RE: Comments on WD-HTTP-in-RDF-20070301

Hi Shadi

Thanks for your reply - clarifications below ...

> -----Original Message-----
> From: Shadi Abou-Zahra [mailto:shadi@w3.org]
> Sent: 15 March 2007 09:43
> To: Jo Rabin
> Cc: public-wai-ert@w3.org
> Subject: Re: Comments on WD-HTTP-in-RDF-20070301
> 
> Hi Jo,
> 
> Thank you for your comments on our internal draft. We were about to
> publish this document as an updated Working Draft in the next few days
> so don't be surprised if you see it pop up, we will address your
> comments either before or after publication. Please find some initial
> responses to your comments inline below:
> 
> 
> Jo Rabin wrote:
> > 1. Is it in scope of this work to represent when a request fails outside
> of
> > HTTP - e.g. the response is not valid HTTP, or the TCP connection fails
> for
> > some reason or another. It would be convenient to have a consistent
> > representation of success and failure cases.
> 
> The current scope is strictly focused on recording the request/response
> messages rather than making any statements about them (such as "valid",
> "successful", "failed", etc.). Can you elaborate a use case scenario to
> help us consider such a scope extension?
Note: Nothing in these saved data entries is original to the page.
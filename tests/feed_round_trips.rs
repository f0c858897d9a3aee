//! Integration tests: generate a typed document, parse the output, and get
//! the same document back. Also covers the prefix-independence of extension
//! namespaces and the exact shape of minimal parse results.

use chrono::{TimeZone, Utc};
use feedcraft::feeds::{atom, json, rss};
use feedcraft::namespaces::{dc, georss, itunes, media, podcast};
use feedcraft::opml::{self, Body, Opml, Outline};
use feedcraft::tree::Value;
use feedcraft::{FeedError, Format, GenerateOptions, ParseOptions, Stylesheet};
use pretty_assertions::assert_eq;

fn podcast_feed() -> rss::Feed {
    rss::Feed {
        title: Some("The Show".to_string()),
        link: Some("https://show.example".to_string()),
        description: Some("Weekly <b>talk</b> & news".to_string()),
        language: Some("en-us".to_string()),
        pub_date: Some(Utc.with_ymd_and_hms(2024, 5, 6, 7, 8, 9).unwrap()),
        ttl: Some(60.0),
        itunes: Some(itunes::Feed {
            author: Some("Host".to_string()),
            explicit: Some(false),
            image: Some("https://show.example/cover.jpg".to_string()),
            ..Default::default()
        }),
        dc: Some(dc::ItemOrFeed {
            creators: Some(vec!["Host".to_string()]),
            ..Default::default()
        }),
        podcast: Some(podcast::Feed {
            locked: Some(podcast::Locked {
                value: true,
                owner: Some("host@show.example".to_string()),
            }),
            guid: Some("917393e3-1b1e-5cef-ace4-edaa54e1f810".to_string()),
            ..Default::default()
        }),
        items: Some(vec![rss::Item {
            title: Some("Episode 1".to_string()),
            guid: Some(rss::Guid {
                value: Some("ep-1".to_string()),
                is_perma_link: Some(false),
            }),
            enclosures: Some(vec![rss::Enclosure {
                url: Some("https://show.example/ep1.mp3".to_string()),
                length: Some(12345.0),
                kind: Some("audio/mpeg".to_string()),
            }]),
            itunes: Some(itunes::Item {
                duration: Some(3723.0),
                episode: Some(1.0),
                ..Default::default()
            }),
            podcast: Some(podcast::Item {
                transcripts: Some(vec![podcast::Transcript {
                    url: "https://show.example/ep1.vtt".to_string(),
                    kind: "text/vtt".to_string(),
                    language: Some("en".to_string()),
                    rel: None,
                }]),
                chapters: Some(podcast::Chapters {
                    url: "https://show.example/ep1.json".to_string(),
                    kind: "application/json+chapters".to_string(),
                }),
                ..Default::default()
            }),
            media: Some(media::ItemOrFeed {
                contents: Some(vec![media::Content {
                    url: Some("https://show.example/ep1.mp4".to_string()),
                    medium: Some("video".to_string()),
                    is_default: Some(true),
                    ..Default::default()
                }]),
                ..Default::default()
            }),
            georss: Some(georss::ItemOrFeed {
                point: Some(georss::Point {
                    lat: 45.256,
                    lng: -71.92,
                }),
                ..Default::default()
            }),
            ..Default::default()
        }]),
        ..Default::default()
    }
}

// ============================================================================
// Round Trips
// ============================================================================

#[test]
fn test_rss_podcast_round_trip() {
    let feed = podcast_feed();
    let xml = rss::generate(&feed, &GenerateOptions::default()).unwrap();

    assert!(xml.contains(r#"xmlns:itunes="http://www.itunes.com/dtds/podcast-1.0.dtd""#));
    assert!(xml.contains(r#"xmlns:podcast="https://podcastindex.org/namespace/1.0""#));
    assert!(xml.contains(r#"xmlns:media="http://search.yahoo.com/mrss/""#));
    assert!(xml.contains(r#"xmlns:georss="http://www.georss.org/georss""#));
    assert!(xml.contains("<![CDATA[Weekly <b>talk</b> & news]]>"));

    let parsed = rss::parse(&xml, &ParseOptions::default()).unwrap();
    assert_eq!(parsed, feed);
}

#[test]
fn test_entity_text_survives_cdata_round_trip() {
    let feed = rss::Feed {
        title: Some("Fish &amp; Chips".to_string()),
        link: Some("https://t.example".to_string()),
        description: Some("Escaped &lt;b&gt; stays escaped".to_string()),
        ..Default::default()
    };

    let xml = rss::generate(&feed, &GenerateOptions::default()).unwrap();
    assert!(xml.contains("<![CDATA[Fish &amp; Chips]]>"));
    assert_eq!(rss::parse(&xml, &ParseOptions::default()).unwrap(), feed);
}

#[test]
fn test_atom_round_trip() {
    let feed = atom::Feed {
        id: Some("urn:uuid:60a76c80-d399-11d9-b93c-0003939e0af6".to_string()),
        title: Some("Example Feed".to_string()),
        updated: Some(Utc.with_ymd_and_hms(2003, 12, 13, 18, 30, 2).unwrap()),
        authors: Some(vec![atom::Person {
            name: Some("John Doe".to_string()),
            ..Default::default()
        }]),
        links: Some(vec![atom::Link {
            href: Some("http://example.org/".to_string()),
            ..Default::default()
        }]),
        entries: Some(vec![atom::Entry {
            id: Some("urn:uuid:1225c695-cfb8-4ebb-aaaa-80da344efa6a".to_string()),
            title: Some("Atom-Powered Robots Run Amok".to_string()),
            updated: Some(Utc.with_ymd_and_hms(2003, 12, 13, 18, 30, 2).unwrap()),
            summary: Some("Some text.".to_string()),
            ..Default::default()
        }]),
        ..Default::default()
    };

    let xml = atom::generate(&feed, &GenerateOptions::default()).unwrap();
    assert!(xml.contains(r#"<feed xmlns="http://www.w3.org/2005/Atom">"#));
    assert!(xml.contains("<updated>2003-12-13T18:30:02.000Z</updated>"));

    assert_eq!(atom::parse(&xml, &ParseOptions::default()).unwrap(), feed);
}

#[test]
fn test_json_feed_round_trip_through_text() {
    let feed = json::Feed {
        title: Some("JSON".to_string()),
        authors: Some(vec![json::Author {
            name: Some("Ann".to_string()),
            ..Default::default()
        }]),
        items: Some(vec![json::Item {
            id: Some("1".to_string()),
            content_text: Some("Hello".to_string()),
            ..Default::default()
        }]),
        ..Default::default()
    };

    let generated = json::generate(&feed, &GenerateOptions::default()).unwrap();
    let text = serde_json::to_string(&generated).unwrap();

    match feedcraft::parse(&text, &ParseOptions::default()).unwrap() {
        feedcraft::ParsedFeed::Json(parsed) => assert_eq!(parsed, feed),
        other => panic!("expected JSON Feed, got {}", other.format()),
    }
}

#[test]
fn test_opml_round_trip() {
    let document = Opml {
        head: None,
        body: Some(Body {
            outlines: Some(vec![Outline {
                text: Some("Feeds".to_string()),
                outlines: Some(vec![Outline {
                    text: Some("Example".to_string()),
                    kind: Some("rss".to_string()),
                    xml_url: Some("https://example.com/feed.xml".to_string()),
                    is_comment: Some(true),
                    ..Default::default()
                }]),
                ..Default::default()
            }]),
        }),
    };

    let xml = opml::generate(&document, &GenerateOptions::default()).unwrap();
    assert_eq!(opml::parse(&xml, &ParseOptions::default()).unwrap(), document);
}

// ============================================================================
// Generation Options
// ============================================================================

#[test]
fn test_stylesheet_and_compact_output() {
    let options = GenerateOptions {
        pretty: false,
        stylesheets: vec![Stylesheet {
            kind: "text/xsl".to_string(),
            href: "/feed.xsl".to_string(),
            title: None,
            media: None,
        }],
        ..Default::default()
    };
    let feed = rss::Feed {
        title: Some("T".to_string()),
        link: Some("https://t.example".to_string()),
        description: Some("D".to_string()),
        ..Default::default()
    };

    let xml = rss::generate(&feed, &options).unwrap();
    assert!(xml.contains(r#"<?xml-stylesheet type="text/xsl" href="/feed.xsl"?>"#));
    assert!(!xml.contains('\n'));
}

#[test]
fn test_strict_and_lenient_generation() {
    let incomplete = rss::Feed {
        title: Some("Only a title".to_string()),
        ..Default::default()
    };

    assert!(matches!(
        rss::generate(&incomplete, &GenerateOptions::default()),
        Err(FeedError::MissingField {
            format: Format::Rss,
            field: "link"
        })
    ));

    let lenient = GenerateOptions {
        lenient: true,
        ..Default::default()
    };
    let xml = rss::generate(&incomplete, &lenient).unwrap();
    assert!(xml.contains("<title>Only a title</title>"));
}

// ============================================================================
// Namespace Prefix Invariance
// ============================================================================

fn itunes_author_with_prefix(prefix: &str) -> Option<String> {
    let xml = format!(
        r#"<rss version="2.0" xmlns:{prefix}="http://www.itunes.com/dtds/podcast-1.0.dtd">
  <channel>
    <title>T</title>
    <{prefix}:author>Jane</{prefix}:author>
  </channel>
</rss>"#
    );
    rss::parse(&xml, &ParseOptions::default())
        .unwrap()
        .itunes
        .and_then(|itunes| itunes.author)
}

#[test]
fn test_extension_fields_do_not_depend_on_prefix() {
    for prefix in ["itunes", "ITUNES", "podcast_itunes", "i"] {
        assert_eq!(
            itunes_author_with_prefix(prefix),
            Some("Jane".to_string()),
            "prefix {prefix}"
        );
    }
}

#[test]
fn test_atom_alias_prefixes_in_rss() {
    for prefix in ["atom", "a10", "atom10"] {
        let xml = format!(
            r#"<rss version="2.0" xmlns:{prefix}="http://www.w3.org/2005/Atom">
  <channel>
    <title>T</title>
    <{prefix}:link href="https://t.example/feed" rel="self"/>
  </channel>
</rss>"#
        );
        let feed = rss::parse(&xml, &ParseOptions::default()).unwrap();
        let links = feed.atom.and_then(|atom| atom.links).expect("atom links");
        assert_eq!(links[0].href.as_deref(), Some("https://t.example/feed"));
        assert_eq!(links[0].rel.as_deref(), Some("self"));
    }
}

#[test]
fn test_content_encoded_does_not_depend_on_prefix() {
    let parse_with = |prefix: &str| {
        let xml = format!(
            r#"<rss version="2.0" xmlns:{prefix}="http://purl.org/rss/1.0/modules/content/">
  <channel>
    <title>T</title>
    <item>
      <title>I</title>
      <{prefix}:encoded><![CDATA[<p>Full <em>text</em></p>]]></{prefix}:encoded>
    </item>
  </channel>
</rss>"#
        );
        rss::parse(&xml, &ParseOptions::default()).expect("Failed to parse RSS")
    };

    let canonical = parse_with("content");
    let items = canonical.items.as_ref().expect("items");
    assert_eq!(
        items[0].content.as_ref().and_then(|content| content.encoded.as_deref()),
        Some("<p>Full <em>text</em></p>")
    );
    for prefix in ["c", "Content", "fulltext"] {
        assert_eq!(parse_with(prefix), canonical, "prefix {prefix}");
    }
}

#[test]
fn test_atom_document_does_not_depend_on_prefix() {
    let parse_with = |prefix: &str| {
        let xml = format!(
            r#"<?xml version="1.0"?>
<{prefix}:feed xmlns:{prefix}="http://www.w3.org/2005/Atom">
  <{prefix}:id>urn:feed</{prefix}:id>
  <{prefix}:title>Feed</{prefix}:title>
  <{prefix}:link href="https://example.com/" rel="alternate"/>
  <{prefix}:entry>
    <{prefix}:id>urn:entry:1</{prefix}:id>
    <{prefix}:title>First</{prefix}:title>
    <{prefix}:updated>2024-05-01T12:00:00Z</{prefix}:updated>
    <{prefix}:content type="xhtml"><div xmlns="http://www.w3.org/1999/xhtml">Body</div></{prefix}:content>
  </{prefix}:entry>
</{prefix}:feed>"#
        );
        atom::parse(&xml, &ParseOptions::default()).expect("Failed to parse Atom")
    };

    let canonical = parse_with("atom");
    assert_eq!(canonical.id.as_deref(), Some("urn:feed"));
    let entries = canonical.entries.as_ref().expect("entries");
    assert_eq!(
        entries[0].content.as_deref(),
        Some(r#"<div xmlns="http://www.w3.org/1999/xhtml">Body</div>"#)
    );
    for prefix in ["a10", "atom10", "syn"] {
        assert_eq!(parse_with(prefix), canonical, "prefix {prefix}");
    }
}

// ============================================================================
// Minimal Documents
// ============================================================================

#[test]
fn test_minimal_rss_yields_exactly_three_fields() {
    let xml = r#"<rss version="2.0"><channel><title>T</title><link>https://x</link><description>D</description></channel></rss>"#;
    let feed = rss::parse(xml, &ParseOptions::default()).unwrap();

    assert_eq!(
        serde_json::to_value(&feed).unwrap(),
        serde_json::json!({"title": "T", "link": "https://x", "description": "D"})
    );
}

#[test]
fn test_json_values_are_accepted_directly() {
    let value = Value::from(serde_json::json!({
        "version": "https://jsonfeed.org/version/1.1",
        "title": "Direct",
        "items": [{"id": "a"}]
    }));
    let feed = json::parse(&value, &ParseOptions::default()).unwrap();
    assert_eq!(feed.items.map(|items| items.len()), Some(1));
}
Our use case is that we want to gather together all the resources that are
relevant to mobileOK for a particular URI. So if resolving the URI results
in an HTML document containing references to stylesheets and to images, for
example, we will go and get those and record the retrievals. If for some
reason a TCP connection cannot be established (DNS resolution failure, for
example) - or the connection resets after some receipt of data, then we'd
like to record that as part of the test result. Rather than establishing a
mechanism that is orthogonal to the HTTP-in-RDF mechanism it would be
convenient to use an elaboration of it so that we can show we tried to get
the resource, but it failed because of network problems, in the same format
as we show that we tried to get the resource but it failed through e.g. a
5xx error. I'm not sure we care terribly whether the failure is caused by
server mal-operation or network mal-operation. A failure is a failure.

> 
> 
> > 2. It would be useful to timestamp requests and responses.
> 
> Also pushes the scope a little even though it seems useful, I'll bring
> this back to the group.

OK, I regret that I haven't examined any scope related documentation, I'm
just looking at the suitability of the spec for meeting our requirements.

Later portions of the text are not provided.